Jayasekara Sandeep, Senarathna Loshan, Weerawansa Lakshitha, Jayasuriya Nadeena
Teaching Hospital Peradeniya, Kandy, Sri Lanka.
Faculty of Dental Sciences, University of Peradeniya, Kandy, Sri Lanka.
J Maxillofac Oral Surg. 2025 Jun;24(3):720-722. doi: 10.1007/s12663-025-02527-y. Epub 2025 Apr 10.
Venous compromise remains one of the most critical challenges in free flap reconstruction, often threatening flap viability and surgical outcomes. This case report presents the management of venous thrombosis during fibular free flap reconstruction following segmental mandibulectomy for clear cell odontogenic carcinoma in a 58-year-old female. The initial venous anastomosis to the internal jugular vein (IJV) failed due to thrombosis. Despite revision anastomosis and the use of a vein graft, venous outflow could not be re-established. Ultimately, an end-to-end anastomosis to the IJV was performed, successfully salvaging the flap. This case not only emphasizes the successful use of end-to-end IJV anastomosis as a salvage technique but also highlights the importance of understanding and considering alternative strategies. A broader discussion explores options including thrombectomy and revision anastomosis, vein grafting, superficial venous system anastomosis, and pharmacological thrombolysis. Factors such as timing, thrombosis extent, vessel availability, and surgeon expertise significantly influence decision-making in such scenarios. Our experience reinforces that while end-to-end anastomosis to the IJV is a time-tested and effective technique, having a comprehensive grasp of multiple salvage options and maintaining intraoperative flexibility are vital to ensuring optimal outcomes in microvascular reconstruction.

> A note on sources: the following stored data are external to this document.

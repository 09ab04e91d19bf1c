use crate::context::Patterns;
use regex::Regex;
use std::sync::LazyLock;
use tl::{HTMLTag, Parser, VDom};

static WHITESPACE_RE: LazyLock<Regex> = LazyLock::new(|| Regex::new(r"\s+").unwrap());
static TAG_RE: LazyLock<Regex> = LazyLock::new(|| Regex::new(r"(?is)<[^>]+>").unwrap());
static BR_RE: LazyLock<Regex> = LazyLock::new(|| Regex::new(r"(?i)<\s*br\s*/?\s*>").unwrap());

pub fn normalize_text(input: &str) -> String {
    let decoded = decode_entities(input);
    WHITESPACE_RE
        .replace_all(decoded.trim(), " ")
        .trim()
        .to_string()
}

pub fn decode_entities(input: &str) -> String {
    input
        .replace("&nbsp;", " ")
        .replace('\u{00A0}', " ")
        .replace("&lt;", "<")
        .replace("&gt;", ">")
        .replace("&quot;", "\"")
        .replace("&#39;", "'")
        .replace("&amp;", "&")
}

pub fn strip_tags(html: &str) -> String {
    TAG_RE.replace_all(html, "").into_owned()
}

pub fn parse_dom(html: &str) -> Result<VDom<'_>, String> {
    tl::parse(html, tl::ParserOptions::default()).map_err(|e| format!("Failed to parse HTML: {e}"))
}

/// Splits a script argument list on top-level commas. Commas inside quoted
/// strings or nested parentheses stay part of their argument.
pub fn split_parameters(parameters: &str) -> Vec<String> {
    let mut parts = Vec::new();
    let mut current = String::new();
    let mut quote: Option<char> = None;
    let mut depth: i32 = 0;
    let mut previous: Option<char> = None;

    for ch in parameters.chars() {
        match ch {
            '\'' | '"' if previous != Some('\\') => {
                match quote {
                    None => quote = Some(ch),
                    Some(open) if open == ch => quote = None,
                    Some(_) => {}
                }
                current.push(ch);
            }
            '(' if quote.is_none() => {
                depth += 1;
                current.push(ch);
            }
            ')' if quote.is_none() => {
                depth -= 1;
                current.push(ch);
            }
            ',' if quote.is_none() && depth == 0 => {
                parts.push(current.trim().to_string());
                current.clear();
            }
            _ => current.push(ch),
        }
        previous = Some(ch);
    }

    if !current.is_empty() {
        parts.push(current.trim().to_string());
    }

    parts
}

pub fn trim_quotes(value: &str) -> &str {
    value.trim().trim_matches(|c| c == '\'' || c == '"')
}

/// Drops a trailing parenthesised qualifier: `Intro(Lecture)` becomes `Intro`.
/// Names without a qualifier, or that would become empty, are returned as-is.
pub fn strip_qualifier(name: &str) -> String {
    let trimmed = name.trim();
    match trimmed.rfind('(') {
        Some(index) => {
            let head = trimmed[..index].trim();
            if head.is_empty() {
                trimmed.to_string()
            } else {
                head.to_string()
            }
        }
        None => trimmed.to_string(),
    }
}

pub fn code_from_number(number: &str) -> String {
    match number.split_once('.') {
        Some((code, _)) => code.to_string(),
        None => String::new(),
    }
}

pub fn is_cjk(ch: char) -> bool {
    ('\u{4e00}'..='\u{9fa5}').contains(&ch)
}

pub fn contains_cjk(value: &str) -> bool {
    value.chars().any(is_cjk)
}

pub fn cjk_only(value: &str) -> String {
    value.chars().filter(|ch| is_cjk(*ch)).collect()
}

pub fn is_tag(tag: &HTMLTag, name: &str) -> bool {
    tag.name().as_utf8_str().eq_ignore_ascii_case(name)
}

pub fn attribute(tag: &HTMLTag, key: &str) -> Option<String> {
    let attributes = tag.attributes();
    let value = match key {
        "id" => attributes.id(),
        "class" => attributes.class(),
        _ => attributes.get(key).flatten(),
    };
    value.map(|value| value.as_utf8_str().trim().to_string())
}

pub fn has_class(tag: &HTMLTag, class: &str) -> bool {
    tag.attributes()
        .class()
        .map(|value| {
            value
                .as_utf8_str()
                .split_whitespace()
                .any(|item| item.contains(class))
        })
        .unwrap_or(false)
}

/// All descendant tags of `tag` with the given name, in document order.
pub fn descendant_tags<'a, 'b>(
    tag: &'a HTMLTag<'b>,
    parser: &'a Parser<'b>,
    name: &str,
) -> Vec<&'a HTMLTag<'b>> {
    tag.children()
        .all(parser)
        .iter()
        .filter_map(|node| node.as_tag())
        .filter(|child| is_tag(child, name))
        .collect()
}

/// Every `<table>` in the document accepted by `filter`.
pub fn tables<'a, 'b>(dom: &'a VDom<'b>, filter: impl Fn(&HTMLTag) -> bool) -> Vec<&'a HTMLTag<'b>> {
    dom.nodes()
        .iter()
        .filter_map(|node| node.as_tag())
        .filter(|tag| is_tag(tag, "table") && filter(*tag))
        .collect()
}

/// Timetable grids: class `gridtable` or an id mentioning `kbtable`.
pub fn is_schedule_table(tag: &HTMLTag) -> bool {
    has_class(tag, "gridtable")
        || attribute(tag, "id").is_some_and(|id| id.to_ascii_lowercase().contains("kbtable"))
}

pub fn is_results_table(tag: &HTMLTag) -> bool {
    has_class(tag, "gridtable")
}

pub fn cell_text(tag: &HTMLTag, parser: &Parser) -> String {
    normalize_text(&tag.inner_text(parser))
}

/// Visible lines of a cell, split on `<br>`.
pub fn cell_lines(tag: &HTMLTag, parser: &Parser) -> Vec<String> {
    let html = tag.inner_html(parser);
    BR_RE
        .split(&html)
        .map(|line| normalize_text(&strip_tags(line)))
        .filter(|line| !line.is_empty())
        .collect()
}

/// Decodes a `TD<index>_<table>` cell id into `(day, period)`.
pub fn decode_slot(cell_id: &str, periods_per_day: u32, patterns: &Patterns) -> Option<(u8, u32)> {
    if periods_per_day == 0 {
        return None;
    }
    let captures = patterns.cell_id.captures(cell_id.trim())?;
    let index: u32 = captures[1].parse().ok()?;
    let day = u8::try_from(index / periods_per_day).ok()?;
    if day > 6 {
        return None;
    }
    Some((day, index % periods_per_day))
}

/// Splits a cell's first line into a name and an optional `[teacher]` bracket.
pub fn split_bracketed_teacher(line: &str) -> (String, String) {
    if let Some(open) = line.find('[') {
        if let Some(close_offset) = line[open..].find(']') {
            let close = open + close_offset;
            let teacher = line[open + 1..close].trim().to_string();
            let name = format!("{}{}", &line[..open], &line[close + 1..]);
            return (name.trim().to_string(), teacher);
        }
    }
    (line.trim().to_string(), String::new())
}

静脉受压仍然是游离皮瓣重建术中最关键的挑战之一,常常威胁皮瓣的存活和手术效果。本病例报告介绍了一名58岁女性因透明细胞牙源性癌行下颌骨节段性切除术后,在腓骨游离皮瓣重建术中静脉血栓形成的处理情况。最初与颈内静脉(IJV)的静脉吻合因血栓形成而失败。尽管进行了吻合口修复并使用了静脉移植,但仍无法重建静脉流出道。最终,对颈内静脉进行了端端吻合,成功挽救了皮瓣。该病例不仅强调了将颈内静脉端端吻合作为一种挽救技术的成功应用,还突出了理解和考虑替代策略的重要性。更广泛的讨论探讨了包括血栓切除术和吻合口修复、静脉移植、浅静脉系统吻合以及药物溶栓等选择。诸如时机、血栓形成范围、血管可用性和外科医生专业技能等因素在这种情况下对决策有重大影响。我们的经验强化了这样一个观点,即虽然颈内静脉端端吻合是一种经过时间考验的有效技术,但全面掌握多种挽救选择并在术中保持灵活性对于确保微血管重建的最佳效果至关重要。